* Task requirements: Within the entries that follow, report how many lines contain the word "derive", giving the number by itself.

[Stored data entries]

* * * * *

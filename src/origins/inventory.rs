//! Origins inventory: which origins may receive traffic.
//!
//! # Data Flow
//! ```text
//! Registry<BackendService> changes
//!     → OriginsInventory::on_change (add / replace / drop origins)
//! OriginCommand (admin)          → enable / disable
//! Health monitor                 → healthy / unhealthy
//!     → per-origin state machine
//!     → OriginsSnapshot announced to OriginsChangeListeners
//! ```
//!
//! # State Transitions
//! ```text
//! Active   → Inactive : unhealthy
//! Inactive → Active   : healthy
//! Active   → Disabled : disable
//! Inactive → Disabled : disable
//! Disabled → Inactive : enable
//! ```
//! Any other event leaves the state unchanged.

use std::collections::{BTreeMap, HashMap};
use std::fmt;
use std::sync::{Arc, Mutex, MutexGuard};

use serde::Serialize;

use crate::config_store::ConfigStore;
use crate::observability::metrics;
use crate::origins::command::{CommandError, OriginCommand};
use crate::origins::origin::{BackendService, ConnectionPoolSettings, Origin};
use crate::origins::pool::ConnectionPool;
use crate::registry::{Announcer, ChangeListener, Changes, Id};

/// Traffic admission state of one origin.
#[repr(i8)]
#[derive(Debug, Clone, Copy, PartialEq, Eq, Serialize)]
pub enum OriginState {
    Active = 1,
    Inactive = 0,
    Disabled = -1,
}

impl OriginState {
    /// Value exported by the `origin_status` gauge.
    pub fn gauge_value(self) -> f64 {
        self as i8 as f64
    }
}

impl fmt::Display for OriginState {
    fn fmt(&self, f: &mut fmt::Formatter<'_>) -> fmt::Result {
        let name = match self {
            OriginState::Active => "ACTIVE",
            OriginState::Inactive => "INACTIVE",
            OriginState::Disabled => "DISABLED",
        };
        f.write_str(name)
    }
}

#[derive(Debug, Clone, Copy, PartialEq, Eq)]
enum OriginEvent {
    Healthy,
    Unhealthy,
    Enable,
    Disable,
}

fn transition(state: OriginState, event: OriginEvent) -> OriginState {
    use OriginEvent::*;
    use OriginState::*;

    match (state, event) {
        (Active, Unhealthy) => Inactive,
        (Inactive, Healthy) => Active,
        (Active | Inactive, Disable) => Disabled,
        (Disabled, Enable) => Inactive,
        (state, _) => state,
    }
}

/// Point-in-time view of one application's origins, grouped by state.
#[derive(Debug, Clone, PartialEq, Eq, Serialize)]
pub struct OriginsSnapshot {
    pub app_id: Id,
    pub active: Vec<Origin>,
    pub inactive: Vec<Origin>,
    pub disabled: Vec<Origin>,
}

impl OriginsSnapshot {
    pub fn contains_origin(&self, origin_id: &Id) -> bool {
        self.active
            .iter()
            .chain(&self.inactive)
            .chain(&self.disabled)
            .any(|origin| &origin.id == origin_id)
    }
}

/// Notified whenever an application's origin states change.
pub trait OriginsChangeListener: Send + Sync {
    fn origins_changed(&self, snapshot: &OriginsSnapshot);
}

impl<F> OriginsChangeListener for F
where
    F: Fn(&OriginsSnapshot) + Send + Sync,
{
    fn origins_changed(&self, snapshot: &OriginsSnapshot) {
        self(snapshot)
    }
}

struct MonitoredOrigin {
    origin: Origin,
    state: OriginState,
    pool: Arc<ConnectionPool>,
}

impl MonitoredOrigin {
    fn new(origin: Origin, settings: ConnectionPoolSettings) -> Self {
        let pool = Arc::new(ConnectionPool::new(origin.clone(), settings));
        let monitored = Self {
            origin,
            state: OriginState::Active,
            pool,
        };
        monitored.export_state();
        monitored
    }

    fn handle(&mut self, event: OriginEvent) -> bool {
        let old = self.state;
        self.state = transition(old, event);
        if old == self.state {
            return false;
        }
        tracing::info!(
            app = %self.origin.application_id,
            origin = %self.origin.id,
            change = %format!("{}->{}", old, self.state),
            "Origin state change"
        );
        self.export_state();
        true
    }

    /// Stop admitting traffic for good: close the pool and retire the gauge.
    fn retire(self) {
        self.pool.close();
        metrics::record_origin_removed(&self.origin.application_id, &self.origin.id);
    }

    fn export_state(&self) {
        metrics::record_origin_state(&self.origin.application_id, &self.origin.id, self.state);
    }
}

#[derive(Default)]
struct Application {
    pool_settings: ConnectionPoolSettings,
    origins: BTreeMap<Id, MonitoredOrigin>,
}

impl Application {
    fn snapshot(&self, app_id: &Id) -> OriginsSnapshot {
        let in_state = |state: OriginState| -> Vec<Origin> {
            self.origins
                .values()
                .filter(|m| m.state == state)
                .map(|m| m.origin.clone())
                .collect()
        };
        OriginsSnapshot {
            app_id: app_id.clone(),
            active: in_state(OriginState::Active),
            inactive: in_state(OriginState::Inactive),
            disabled: in_state(OriginState::Disabled),
        }
    }

    /// Reconcile with a new service definition. Returns true if anything changed.
    fn set_origins(&mut self, service: &BackendService) -> bool {
        let settings_changed = self.pool_settings != service.connection_pool;
        self.pool_settings = service.connection_pool.clone();

        let mut previous = std::mem::take(&mut self.origins);
        let mut changed = false;

        for origin in &service.origins {
            let monitored = match previous.remove(&origin.id) {
                Some(existing) if !settings_changed && existing.origin == *origin => {
                    tracing::debug!(origin = %origin, "Existing origin has been left unchanged");
                    existing
                }
                Some(stale) => {
                    changed = true;
                    stale.pool.close();
                    tracing::info!(origin = %origin, "Existing origin has been updated");
                    MonitoredOrigin::new(origin.clone(), self.pool_settings.clone())
                }
                None => {
                    changed = true;
                    tracing::info!(origin = %origin, "New origin added and activated");
                    MonitoredOrigin::new(origin.clone(), self.pool_settings.clone())
                }
            };
            self.origins.insert(origin.id.clone(), monitored);
        }

        for (_, removed) in previous {
            changed = true;
            tracing::info!(origin = %removed.origin, "Existing origin has been removed");
            removed.retire();
        }

        changed
    }

    fn close(&mut self) {
        for (_, monitored) in std::mem::take(&mut self.origins) {
            monitored.retire();
        }
    }
}

/// Tracks every application's origins and their admission state.
///
/// Registered as a `ChangeListener<BackendService>` on the backend services
/// registry, it follows service additions, updates and removals.
///
/// Snapshots reach listeners in the order the state changed. Listeners may
/// read the inventory but must not change it from `origins_changed`.
pub struct OriginsInventory {
    applications: Mutex<HashMap<Id, Application>>,
    /// Held from state change through announcement; taken before `applications`.
    announcing: Mutex<()>,
    listeners: Announcer<dyn OriginsChangeListener>,
}

impl OriginsInventory {
    pub fn new() -> Self {
        Self {
            applications: Mutex::new(HashMap::new()),
            announcing: Mutex::new(()),
            listeners: Announcer::new("origins_inventory"),
        }
    }

    /// Register a listener; it immediately receives the snapshot of every
    /// known application.
    pub fn add_origins_change_listener(&self, listener: Arc<dyn OriginsChangeListener>) {
        let _announcing = self.lock_announcements();
        self.listeners.add_listener(listener.clone());
        for snapshot in self.snapshots() {
            self.listeners
                .announce_one(&*listener, |l| l.origins_changed(&snapshot));
        }
    }

    pub fn remove_origins_change_listener(&self, listener: &Arc<dyn OriginsChangeListener>) {
        self.listeners.remove_listener(listener);
    }

    /// Apply a backend service definition (add or update).
    pub fn set_origins(&self, service: &BackendService) {
        let _announcing = self.lock_announcements();
        let snapshot = {
            let mut applications = self.lock();
            let application = applications.entry(service.id.clone()).or_default();
            application
                .set_origins(service)
                .then(|| application.snapshot(&service.id))
        };
        self.notify(snapshot);
    }

    /// Forget an application, closing its pools.
    pub fn remove_application(&self, app_id: &Id) {
        let _announcing = self.lock_announcements();
        let snapshot = {
            let mut applications = self.lock();
            applications.remove(app_id).map(|mut application| {
                application.close();
                application.snapshot(app_id)
            })
        };
        if snapshot.is_some() {
            tracing::info!(app = %app_id, "Application removed from origins inventory");
        }
        self.notify(snapshot);
    }

    /// Enable or disable an origin.
    pub fn on_command(&self, command: &OriginCommand) -> Result<(), CommandError> {
        let event = match command {
            OriginCommand::EnableOrigin { .. } => OriginEvent::Enable,
            OriginCommand::DisableOrigin { .. } => OriginEvent::Disable,
        };
        tracing::info!(command = %command, "Origin command received");

        let _announcing = self.lock_announcements();
        let snapshot = {
            let mut applications = self.lock();
            let app_id = command.application_id();
            let application = applications
                .get_mut(app_id)
                .ok_or_else(|| CommandError::UnknownApplication(app_id.clone()))?;
            let monitored = application.origins.get_mut(command.origin_id()).ok_or_else(|| {
                CommandError::UnknownOrigin {
                    application_id: app_id.clone(),
                    origin_id: command.origin_id().clone(),
                }
            })?;
            monitored.handle(event).then(|| application.snapshot(app_id))
        };
        self.notify(snapshot);
        Ok(())
    }

    /// Health monitor report: the origin answered its health check.
    pub fn origin_healthy(&self, app_id: &Id, origin_id: &Id) {
        self.on_health_event(app_id, origin_id, OriginEvent::Healthy);
    }

    /// Health monitor report: the origin failed its health check.
    pub fn origin_unhealthy(&self, app_id: &Id, origin_id: &Id) {
        self.on_health_event(app_id, origin_id, OriginEvent::Unhealthy);
    }

    fn on_health_event(&self, app_id: &Id, origin_id: &Id, event: OriginEvent) {
        let _announcing = self.lock_announcements();
        let snapshot = {
            let mut applications = self.lock();
            applications.get_mut(app_id).and_then(|application| {
                let changed = application
                    .origins
                    .get_mut(origin_id)
                    .is_some_and(|monitored| monitored.handle(event));
                changed.then(|| application.snapshot(app_id))
            })
        };
        self.notify(snapshot);
    }

    pub fn snapshot(&self, app_id: &Id) -> Option<OriginsSnapshot> {
        self.lock().get(app_id).map(|application| application.snapshot(app_id))
    }

    /// Snapshots of every application, ordered by application id.
    pub fn snapshots(&self) -> Vec<OriginsSnapshot> {
        let applications = self.lock();
        let mut snapshots: Vec<_> = applications
            .iter()
            .map(|(app_id, application)| application.snapshot(app_id))
            .collect();
        snapshots.sort_by(|a, b| a.app_id.cmp(&b.app_id));
        snapshots
    }

    /// Origins currently admitted to receive traffic.
    pub fn active_origins(&self, app_id: &Id) -> Vec<Origin> {
        self.snapshot(app_id).map(|s| s.active).unwrap_or_default()
    }

    pub fn origin_state(&self, app_id: &Id, origin_id: &Id) -> Option<OriginState> {
        self.lock()
            .get(app_id)
            .and_then(|application| application.origins.get(origin_id))
            .map(|monitored| monitored.state)
    }

    /// Connection pool of an origin, for the load balancer to draw from.
    pub fn pool(&self, app_id: &Id, origin_id: &Id) -> Option<Arc<ConnectionPool>> {
        self.lock()
            .get(app_id)
            .and_then(|application| application.origins.get(origin_id))
            .map(|monitored| monitored.pool.clone())
    }

    /// Re-announce every application's snapshot.
    pub fn notify_all(&self) {
        let _announcing = self.lock_announcements();
        for snapshot in self.snapshots() {
            self.notify(Some(snapshot));
        }
    }

    /// Close every pool and forget all applications.
    pub fn close(&self) {
        let app_ids: Vec<Id> = self.lock().keys().cloned().collect();
        for app_id in app_ids {
            self.remove_application(&app_id);
        }
    }

    fn notify(&self, snapshot: Option<OriginsSnapshot>) {
        if let Some(snapshot) = snapshot {
            self.listeners.announce(|l| l.origins_changed(&snapshot));
        }
    }

    fn lock_announcements(&self) -> MutexGuard<'_, ()> {
        self.announcing
            .lock()
            .unwrap_or_else(|poisoned| poisoned.into_inner())
    }

    fn lock(&self) -> MutexGuard<'_, HashMap<Id, Application>> {
        self.applications
            .lock()
            .unwrap_or_else(|poisoned| poisoned.into_inner())
    }
}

* * * * *

* Solution for this exercise: 4